Items listed in a dataset

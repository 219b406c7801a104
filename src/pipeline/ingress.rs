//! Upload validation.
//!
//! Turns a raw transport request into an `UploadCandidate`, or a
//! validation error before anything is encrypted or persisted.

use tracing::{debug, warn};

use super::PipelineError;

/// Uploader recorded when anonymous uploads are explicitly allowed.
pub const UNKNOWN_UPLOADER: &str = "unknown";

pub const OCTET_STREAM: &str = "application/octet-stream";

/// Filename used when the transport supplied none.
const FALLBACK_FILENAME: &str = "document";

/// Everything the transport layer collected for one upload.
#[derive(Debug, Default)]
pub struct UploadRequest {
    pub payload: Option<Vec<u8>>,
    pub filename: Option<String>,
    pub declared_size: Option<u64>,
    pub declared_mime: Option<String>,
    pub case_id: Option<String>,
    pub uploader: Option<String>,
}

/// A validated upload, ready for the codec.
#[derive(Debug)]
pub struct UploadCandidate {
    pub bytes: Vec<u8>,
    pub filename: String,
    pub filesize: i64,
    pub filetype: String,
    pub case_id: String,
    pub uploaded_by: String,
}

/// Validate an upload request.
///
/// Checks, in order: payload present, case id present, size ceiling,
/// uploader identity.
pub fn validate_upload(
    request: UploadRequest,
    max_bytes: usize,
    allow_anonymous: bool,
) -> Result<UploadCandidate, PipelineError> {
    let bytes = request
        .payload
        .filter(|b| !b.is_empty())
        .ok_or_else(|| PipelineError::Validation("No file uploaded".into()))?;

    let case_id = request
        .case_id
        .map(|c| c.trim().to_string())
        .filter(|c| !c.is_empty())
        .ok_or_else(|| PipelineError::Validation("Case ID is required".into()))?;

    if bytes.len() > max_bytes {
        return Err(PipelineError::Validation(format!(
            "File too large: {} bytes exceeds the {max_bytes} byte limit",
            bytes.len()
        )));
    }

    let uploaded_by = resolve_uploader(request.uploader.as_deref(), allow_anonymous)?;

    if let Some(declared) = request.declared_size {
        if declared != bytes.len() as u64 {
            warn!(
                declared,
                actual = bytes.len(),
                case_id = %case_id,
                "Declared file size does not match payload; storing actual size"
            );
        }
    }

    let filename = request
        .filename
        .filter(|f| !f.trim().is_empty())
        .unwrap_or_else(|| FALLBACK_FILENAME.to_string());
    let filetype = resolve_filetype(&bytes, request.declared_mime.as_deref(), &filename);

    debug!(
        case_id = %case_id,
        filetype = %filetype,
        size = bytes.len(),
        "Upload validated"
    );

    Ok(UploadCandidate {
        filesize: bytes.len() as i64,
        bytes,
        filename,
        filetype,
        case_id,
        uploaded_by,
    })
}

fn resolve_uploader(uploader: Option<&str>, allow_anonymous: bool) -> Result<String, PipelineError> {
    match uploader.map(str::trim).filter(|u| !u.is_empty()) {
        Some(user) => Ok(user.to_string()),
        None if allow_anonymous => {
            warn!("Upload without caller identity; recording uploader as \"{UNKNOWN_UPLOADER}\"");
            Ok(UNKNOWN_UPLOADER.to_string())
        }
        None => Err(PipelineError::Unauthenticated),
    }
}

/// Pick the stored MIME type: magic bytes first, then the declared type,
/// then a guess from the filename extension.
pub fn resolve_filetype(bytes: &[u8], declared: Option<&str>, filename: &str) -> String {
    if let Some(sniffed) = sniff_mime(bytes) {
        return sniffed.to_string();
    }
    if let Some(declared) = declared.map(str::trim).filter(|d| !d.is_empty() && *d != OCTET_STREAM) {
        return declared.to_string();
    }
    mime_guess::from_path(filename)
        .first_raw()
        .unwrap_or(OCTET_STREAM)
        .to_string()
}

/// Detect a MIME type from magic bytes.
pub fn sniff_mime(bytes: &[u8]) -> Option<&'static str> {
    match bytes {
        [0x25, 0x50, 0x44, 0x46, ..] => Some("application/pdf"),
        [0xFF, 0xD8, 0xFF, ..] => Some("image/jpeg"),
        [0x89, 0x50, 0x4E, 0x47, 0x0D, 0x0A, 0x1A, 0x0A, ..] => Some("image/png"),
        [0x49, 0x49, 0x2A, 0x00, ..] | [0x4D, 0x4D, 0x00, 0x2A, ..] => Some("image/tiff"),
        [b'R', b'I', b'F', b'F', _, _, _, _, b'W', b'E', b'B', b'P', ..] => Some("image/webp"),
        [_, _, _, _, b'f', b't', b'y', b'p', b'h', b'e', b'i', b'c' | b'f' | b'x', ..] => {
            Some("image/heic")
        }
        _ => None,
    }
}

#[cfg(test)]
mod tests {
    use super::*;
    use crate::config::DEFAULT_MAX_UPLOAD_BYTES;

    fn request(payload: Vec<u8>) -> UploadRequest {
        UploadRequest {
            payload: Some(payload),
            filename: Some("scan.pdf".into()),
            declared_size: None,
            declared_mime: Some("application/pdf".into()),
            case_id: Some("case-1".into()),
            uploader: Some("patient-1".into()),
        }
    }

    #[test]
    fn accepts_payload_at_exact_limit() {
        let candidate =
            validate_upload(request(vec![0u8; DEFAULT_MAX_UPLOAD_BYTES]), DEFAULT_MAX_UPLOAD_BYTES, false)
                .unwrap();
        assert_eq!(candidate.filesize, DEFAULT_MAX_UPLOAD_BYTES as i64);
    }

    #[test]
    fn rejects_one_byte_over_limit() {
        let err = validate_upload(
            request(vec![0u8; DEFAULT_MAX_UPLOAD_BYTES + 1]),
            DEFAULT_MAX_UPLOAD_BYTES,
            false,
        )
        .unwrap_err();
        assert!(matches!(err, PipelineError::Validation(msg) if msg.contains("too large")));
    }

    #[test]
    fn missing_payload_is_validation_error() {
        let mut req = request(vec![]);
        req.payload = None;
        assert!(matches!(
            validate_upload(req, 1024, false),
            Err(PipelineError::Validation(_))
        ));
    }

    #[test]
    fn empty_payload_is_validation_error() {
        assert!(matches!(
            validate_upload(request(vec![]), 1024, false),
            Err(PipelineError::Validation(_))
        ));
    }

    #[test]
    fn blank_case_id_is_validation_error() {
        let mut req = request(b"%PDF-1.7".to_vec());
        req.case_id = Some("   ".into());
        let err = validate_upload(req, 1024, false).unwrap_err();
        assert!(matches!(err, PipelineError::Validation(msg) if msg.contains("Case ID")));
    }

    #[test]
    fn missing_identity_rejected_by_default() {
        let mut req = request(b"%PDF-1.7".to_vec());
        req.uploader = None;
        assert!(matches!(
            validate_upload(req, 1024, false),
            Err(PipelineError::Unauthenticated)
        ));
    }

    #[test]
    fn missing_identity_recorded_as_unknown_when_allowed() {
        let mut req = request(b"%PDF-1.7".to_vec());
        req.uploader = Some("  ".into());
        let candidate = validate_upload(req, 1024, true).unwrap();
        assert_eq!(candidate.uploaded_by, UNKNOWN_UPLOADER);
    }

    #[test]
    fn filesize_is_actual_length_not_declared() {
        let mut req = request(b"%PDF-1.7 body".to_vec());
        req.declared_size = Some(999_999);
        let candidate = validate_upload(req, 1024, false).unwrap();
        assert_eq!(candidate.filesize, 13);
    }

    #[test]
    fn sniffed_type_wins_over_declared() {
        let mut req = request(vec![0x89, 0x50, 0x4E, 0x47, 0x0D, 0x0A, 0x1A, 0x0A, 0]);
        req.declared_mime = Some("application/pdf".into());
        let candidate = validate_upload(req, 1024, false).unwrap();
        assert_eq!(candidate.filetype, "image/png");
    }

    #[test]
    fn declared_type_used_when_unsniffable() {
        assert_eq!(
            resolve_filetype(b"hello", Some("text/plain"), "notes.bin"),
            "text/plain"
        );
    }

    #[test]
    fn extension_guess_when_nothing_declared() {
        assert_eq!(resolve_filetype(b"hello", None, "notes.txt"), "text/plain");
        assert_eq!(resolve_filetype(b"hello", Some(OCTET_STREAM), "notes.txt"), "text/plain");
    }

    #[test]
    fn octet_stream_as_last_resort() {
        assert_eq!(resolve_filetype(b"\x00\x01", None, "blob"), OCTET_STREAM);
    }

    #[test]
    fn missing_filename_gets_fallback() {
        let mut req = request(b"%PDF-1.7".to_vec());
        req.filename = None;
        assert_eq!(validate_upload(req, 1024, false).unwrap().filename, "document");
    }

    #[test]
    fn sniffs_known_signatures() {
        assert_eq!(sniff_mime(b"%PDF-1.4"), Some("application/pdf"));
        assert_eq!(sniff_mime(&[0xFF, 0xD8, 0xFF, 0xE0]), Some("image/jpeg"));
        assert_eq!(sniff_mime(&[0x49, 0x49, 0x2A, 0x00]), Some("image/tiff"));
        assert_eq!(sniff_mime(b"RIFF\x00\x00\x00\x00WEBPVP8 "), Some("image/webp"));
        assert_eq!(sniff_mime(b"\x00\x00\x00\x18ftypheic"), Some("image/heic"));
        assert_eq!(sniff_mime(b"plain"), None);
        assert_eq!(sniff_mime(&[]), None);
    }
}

---

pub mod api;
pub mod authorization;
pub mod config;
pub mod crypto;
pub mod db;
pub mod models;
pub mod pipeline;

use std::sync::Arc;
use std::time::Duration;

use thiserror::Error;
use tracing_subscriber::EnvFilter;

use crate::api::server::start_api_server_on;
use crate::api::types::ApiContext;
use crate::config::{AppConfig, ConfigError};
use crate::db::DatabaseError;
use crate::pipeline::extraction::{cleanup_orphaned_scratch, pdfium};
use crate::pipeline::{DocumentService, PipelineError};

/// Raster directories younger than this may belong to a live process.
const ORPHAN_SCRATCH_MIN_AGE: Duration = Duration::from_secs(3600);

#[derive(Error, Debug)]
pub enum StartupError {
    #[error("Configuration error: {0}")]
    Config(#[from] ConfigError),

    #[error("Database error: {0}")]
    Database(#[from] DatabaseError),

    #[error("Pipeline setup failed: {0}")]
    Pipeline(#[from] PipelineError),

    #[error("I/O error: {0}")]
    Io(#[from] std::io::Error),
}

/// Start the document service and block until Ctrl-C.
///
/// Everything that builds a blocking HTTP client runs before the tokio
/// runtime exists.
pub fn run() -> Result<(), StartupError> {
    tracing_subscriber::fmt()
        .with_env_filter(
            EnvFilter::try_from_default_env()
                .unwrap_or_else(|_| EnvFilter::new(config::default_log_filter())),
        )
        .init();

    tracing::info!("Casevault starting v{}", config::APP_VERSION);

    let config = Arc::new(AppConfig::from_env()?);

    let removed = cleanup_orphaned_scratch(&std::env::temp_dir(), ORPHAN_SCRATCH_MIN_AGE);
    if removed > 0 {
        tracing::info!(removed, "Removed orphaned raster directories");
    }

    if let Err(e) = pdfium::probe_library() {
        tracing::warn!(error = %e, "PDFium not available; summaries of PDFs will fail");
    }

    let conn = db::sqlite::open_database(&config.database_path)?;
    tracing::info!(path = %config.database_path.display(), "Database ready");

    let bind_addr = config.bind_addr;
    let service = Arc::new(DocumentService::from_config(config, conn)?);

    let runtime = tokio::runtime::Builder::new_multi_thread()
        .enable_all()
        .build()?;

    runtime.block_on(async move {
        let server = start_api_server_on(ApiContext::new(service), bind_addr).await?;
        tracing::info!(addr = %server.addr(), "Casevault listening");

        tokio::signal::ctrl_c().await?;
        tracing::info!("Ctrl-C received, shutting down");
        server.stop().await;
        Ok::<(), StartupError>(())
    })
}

...

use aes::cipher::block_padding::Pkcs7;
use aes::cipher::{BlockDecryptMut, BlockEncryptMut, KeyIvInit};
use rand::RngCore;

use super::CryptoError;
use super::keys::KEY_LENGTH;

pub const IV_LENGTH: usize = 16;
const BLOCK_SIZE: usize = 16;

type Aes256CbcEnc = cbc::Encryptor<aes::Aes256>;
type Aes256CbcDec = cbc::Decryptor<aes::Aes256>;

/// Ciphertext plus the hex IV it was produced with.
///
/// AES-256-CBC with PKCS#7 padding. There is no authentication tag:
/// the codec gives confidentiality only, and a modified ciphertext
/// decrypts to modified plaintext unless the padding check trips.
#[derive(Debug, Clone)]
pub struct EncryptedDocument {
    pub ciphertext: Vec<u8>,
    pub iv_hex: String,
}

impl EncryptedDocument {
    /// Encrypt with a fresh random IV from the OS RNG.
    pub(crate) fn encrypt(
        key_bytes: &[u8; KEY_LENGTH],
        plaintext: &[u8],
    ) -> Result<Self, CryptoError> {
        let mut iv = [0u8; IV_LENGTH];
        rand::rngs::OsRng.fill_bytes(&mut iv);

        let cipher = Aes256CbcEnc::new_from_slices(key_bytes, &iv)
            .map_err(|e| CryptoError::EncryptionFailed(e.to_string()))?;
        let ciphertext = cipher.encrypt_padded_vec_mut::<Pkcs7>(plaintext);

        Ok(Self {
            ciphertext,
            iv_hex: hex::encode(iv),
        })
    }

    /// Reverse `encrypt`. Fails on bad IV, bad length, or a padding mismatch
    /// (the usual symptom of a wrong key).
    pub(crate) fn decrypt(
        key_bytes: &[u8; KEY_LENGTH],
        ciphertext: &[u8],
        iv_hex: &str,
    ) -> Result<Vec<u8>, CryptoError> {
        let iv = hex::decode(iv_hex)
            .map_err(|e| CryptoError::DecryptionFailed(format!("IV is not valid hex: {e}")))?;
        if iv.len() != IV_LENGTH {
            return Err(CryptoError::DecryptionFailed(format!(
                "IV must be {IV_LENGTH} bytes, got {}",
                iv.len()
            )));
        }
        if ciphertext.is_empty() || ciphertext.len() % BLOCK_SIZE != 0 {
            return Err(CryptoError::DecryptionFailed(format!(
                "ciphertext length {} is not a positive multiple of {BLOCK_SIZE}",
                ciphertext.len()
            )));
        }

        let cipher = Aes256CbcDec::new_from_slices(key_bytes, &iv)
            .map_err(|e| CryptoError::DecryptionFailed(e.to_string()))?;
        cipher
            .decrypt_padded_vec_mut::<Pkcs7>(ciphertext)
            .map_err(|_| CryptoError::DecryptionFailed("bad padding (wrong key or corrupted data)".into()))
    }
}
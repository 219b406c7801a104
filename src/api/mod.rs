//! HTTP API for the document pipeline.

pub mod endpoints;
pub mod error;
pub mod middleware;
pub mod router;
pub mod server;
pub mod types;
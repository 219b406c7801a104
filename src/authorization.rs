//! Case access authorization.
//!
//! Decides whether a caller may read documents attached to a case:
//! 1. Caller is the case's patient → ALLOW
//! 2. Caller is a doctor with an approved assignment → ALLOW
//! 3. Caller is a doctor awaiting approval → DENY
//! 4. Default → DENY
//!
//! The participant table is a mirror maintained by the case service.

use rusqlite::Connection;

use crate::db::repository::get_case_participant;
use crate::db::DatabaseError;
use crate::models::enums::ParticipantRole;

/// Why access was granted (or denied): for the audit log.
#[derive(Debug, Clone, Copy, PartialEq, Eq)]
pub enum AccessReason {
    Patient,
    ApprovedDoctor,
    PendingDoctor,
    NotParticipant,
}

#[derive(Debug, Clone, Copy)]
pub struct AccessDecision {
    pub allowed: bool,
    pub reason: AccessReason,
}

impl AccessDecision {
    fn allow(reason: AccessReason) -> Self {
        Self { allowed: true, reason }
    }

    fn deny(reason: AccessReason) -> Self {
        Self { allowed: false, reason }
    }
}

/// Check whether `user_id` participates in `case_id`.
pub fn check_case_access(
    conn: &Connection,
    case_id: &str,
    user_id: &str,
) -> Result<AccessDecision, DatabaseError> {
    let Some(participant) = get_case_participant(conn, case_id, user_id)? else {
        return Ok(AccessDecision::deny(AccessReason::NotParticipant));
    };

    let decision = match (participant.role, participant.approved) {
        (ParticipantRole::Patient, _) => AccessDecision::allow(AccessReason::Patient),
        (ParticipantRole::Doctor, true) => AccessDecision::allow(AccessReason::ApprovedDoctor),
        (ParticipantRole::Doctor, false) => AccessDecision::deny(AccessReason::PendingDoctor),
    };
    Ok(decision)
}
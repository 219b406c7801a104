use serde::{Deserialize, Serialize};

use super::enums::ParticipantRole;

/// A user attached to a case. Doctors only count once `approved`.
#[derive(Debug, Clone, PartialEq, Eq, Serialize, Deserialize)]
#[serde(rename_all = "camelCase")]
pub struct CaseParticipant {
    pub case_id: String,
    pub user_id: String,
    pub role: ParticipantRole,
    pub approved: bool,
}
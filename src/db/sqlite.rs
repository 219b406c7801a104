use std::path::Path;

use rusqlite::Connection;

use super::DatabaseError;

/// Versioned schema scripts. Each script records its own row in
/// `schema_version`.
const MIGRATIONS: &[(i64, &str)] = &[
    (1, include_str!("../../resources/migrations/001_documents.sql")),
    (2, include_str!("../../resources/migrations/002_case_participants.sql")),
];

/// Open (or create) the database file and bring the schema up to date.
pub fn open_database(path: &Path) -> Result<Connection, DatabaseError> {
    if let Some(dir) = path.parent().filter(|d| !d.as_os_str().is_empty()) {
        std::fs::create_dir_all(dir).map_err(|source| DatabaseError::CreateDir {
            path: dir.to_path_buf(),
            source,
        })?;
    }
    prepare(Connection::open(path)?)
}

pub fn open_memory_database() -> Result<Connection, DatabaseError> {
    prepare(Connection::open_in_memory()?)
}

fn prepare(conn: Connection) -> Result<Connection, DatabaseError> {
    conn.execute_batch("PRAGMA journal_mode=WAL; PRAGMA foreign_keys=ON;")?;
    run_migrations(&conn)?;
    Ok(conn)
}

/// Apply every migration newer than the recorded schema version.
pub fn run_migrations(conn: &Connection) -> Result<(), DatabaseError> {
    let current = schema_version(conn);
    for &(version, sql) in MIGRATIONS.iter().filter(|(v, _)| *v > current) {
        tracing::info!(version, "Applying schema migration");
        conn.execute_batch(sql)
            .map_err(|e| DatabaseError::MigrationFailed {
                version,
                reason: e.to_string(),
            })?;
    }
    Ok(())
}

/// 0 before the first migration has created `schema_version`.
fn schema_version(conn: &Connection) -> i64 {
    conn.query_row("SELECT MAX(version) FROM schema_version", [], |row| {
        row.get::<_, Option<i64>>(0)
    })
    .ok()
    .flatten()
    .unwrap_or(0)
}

> _TRY IT_
Scan the entries above for the string "EnvFilter" and copy each line that contains it.

> _TASK RESPONSE_
use tracing_subscriber::EnvFilter;
            EnvFilter::try_from_default_env()
                .unwrap_or_else(|_| EnvFilter::new(config::default_log_filter())),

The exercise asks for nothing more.